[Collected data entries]

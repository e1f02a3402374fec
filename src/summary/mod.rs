//! Class-level and cross-diagnostic aggregation of labelled student records.

pub mod class;
pub mod global;

pub use class::{
    class_summary, count_categories, criterion_averages, rythme_global_score, CategoryCount,
    ClassSummary, CriterionAverage,
};
pub use global::{cross_diagnostic_summary, GlobalData, GlobalSummary, RadarIndicator};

◆ TASK: Return every entry exactly.

◆ OUTPUT FOR THIS TASK:
repository e1f02a3402374fec
filename src/summary/mod.rs
//! Class-level and cross-diagnostic aggregation of labelled student records.

pub mod class;
pub mod global;

pub use class::{
    class_summary, count_categories, criterion_averages, rythme_global_score, CategoryCount,
    ClassSummary, CriterionAverage,
};
pub use global::{cross_diagnostic_summary, GlobalData, GlobalSummary, RadarIndicator};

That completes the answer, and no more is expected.